Start of Block

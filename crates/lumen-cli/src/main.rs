//! Lumen CLI - headless front end for the Lumen playback core
//!
//! Features:
//! - Source resolution (how would this item play?)
//! - HLS manifest probing
//! - Preference, history and download inspection
//! - Simulated downloads with a progress bar
//! - Scripted channel surfing through a headless player session

use clap::{Parser, Subcommand, ValueEnum};
use lumen_core::{PlayerConfig, StreamType};
use std::path::PathBuf;

mod commands;
mod headless;
mod output;

use output::OutputFormat;

/// Lumen CLI - playback core toolkit
#[derive(Parser)]
#[command(name = "lumen")]
#[command(author = "Lumen Developers")]
#[command(version)]
#[command(about = "Inspect how the Lumen player resolves and plays catalog items", long_about = None)]
struct Cli {
    /// Enable verbose output
    #[arg(short, long, global = true)]
    verbose: bool,

    /// Output format
    #[arg(short, long, value_enum, default_value = "text", global = true)]
    format: OutputFormat,

    /// Store file for preferences, history and downloads
    #[arg(long, global = true, default_value = "lumen-store.json")]
    store: PathBuf,

    /// Player config file (JSON)
    #[arg(long, global = true)]
    config: Option<PathBuf>,

    #[command(subcommand)]
    command: Commands,
}

/// Stream type flag for `resolve`
#[derive(Clone, Copy, ValueEnum)]
enum StreamTypeArg {
    Video,
    M3u8,
    Embed,
    Youtube,
}

impl From<StreamTypeArg> for StreamType {
    fn from(arg: StreamTypeArg) -> Self {
        match arg {
            StreamTypeArg::Video => StreamType::Video,
            StreamTypeArg::M3u8 => StreamType::M3u8,
            StreamTypeArg::Embed => StreamType::Embed,
            StreamTypeArg::Youtube => StreamType::Youtube,
        }
    }
}

#[derive(Subcommand)]
enum Commands {
    /// Resolve a source URL or iframe snippet
    Resolve {
        /// URL or `<iframe ...>` snippet
        source: String,

        /// Explicit channel stream type
        #[arg(short, long, value_enum)]
        stream_type: Option<StreamTypeArg>,

        /// Pretend no segmented-loading engine is available
        #[arg(long)]
        no_engine: bool,
    },

    /// Fetch an HLS manifest and report levels and duration
    Probe {
        /// Manifest URL
        manifest: String,

        /// Request timeout in seconds
        #[arg(short, long, default_value = "15")]
        timeout: u64,
    },

    /// Show or change stored preferences
    Prefs {
        #[command(subcommand)]
        action: PrefsAction,
    },

    /// List watch history, most recent first
    History {
        /// Clear the history instead
        #[arg(long)]
        clear: bool,
    },

    /// Run a simulated download
    Download {
        /// Content id
        id: String,
    },

    /// List finished downloads
    Downloads {
        /// Remove this id from the list
        #[arg(long)]
        remove: Option<String>,
    },

    /// Walk a channel list through a headless player session
    Channels {
        /// JSON file with an array of channels
        list: PathBuf,

        /// Channel id to start on (defaults to the first)
        #[arg(short, long)]
        start: Option<String>,

        /// Comma separated keys or steps: next, prev, ArrowUp, PageDown, ...
        #[arg(long, value_delimiter = ',', default_value = "next")]
        steps: Vec<String>,
    },
}

#[derive(Subcommand)]
enum PrefsAction {
    /// Print the stored preference record
    Show,

    /// Update preferences
    Set {
        /// Playback rate
        #[arg(short, long)]
        rate: Option<f64>,

        /// Subtitle language code, or "off"
        #[arg(short, long)]
        subtitles: Option<String>,
    },
}

#[tokio::main]
async fn main() -> anyhow::Result<()> {
    let cli = Cli::parse();

    // Initialize tracing
    let level = if cli.verbose { "debug" } else { "info" };
    tracing_subscriber::fmt()
        .with_env_filter(level)
        .with_writer(std::io::stderr)
        .init();

    lumen_core::init();

    let config = match &cli.config {
        Some(path) => PlayerConfig::load(path)?,
        None => PlayerConfig::default(),
    };

    match cli.command {
        Commands::Resolve {
            source,
            stream_type,
            no_engine,
        } => {
            commands::resolve(&source, stream_type.map(Into::into), no_engine, cli.format)?;
        }
        Commands::Probe { manifest, timeout } => {
            commands::probe(&manifest, timeout, cli.format).await?;
        }
        Commands::Prefs { action } => match action {
            PrefsAction::Show => commands::prefs_show(&cli.store, &config, cli.format)?,
            PrefsAction::Set { rate, subtitles } => {
                commands::prefs_set(&cli.store, &config, rate, subtitles, cli.format)?
            }
        },
        Commands::History { clear } => {
            commands::history(&cli.store, &config, clear, cli.format)?;
        }
        Commands::Download { id } => {
            commands::download(&cli.store, &config, &id, cli.format).await?;
        }
        Commands::Downloads { remove } => {
            commands::downloads(&cli.store, &config, remove.as_deref(), cli.format)?;
        }
        Commands::Channels { list, start, steps } => {
            commands::channels(&cli.store, config, &list, start.as_deref(), &steps, cli.format)?;
        }
    }

    Ok(())
}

End of Block

* **WHAT THIS TASK INVOLVES**: Lines in the records above that carry the word "timeout" are to be located and copied.

* **EXERCISE RESPONSE**:
        /// Request timeout in seconds
        timeout: u64,
        Commands::Probe { manifest, timeout } => {
            commands::probe(&manifest, timeout, cli.format).await?;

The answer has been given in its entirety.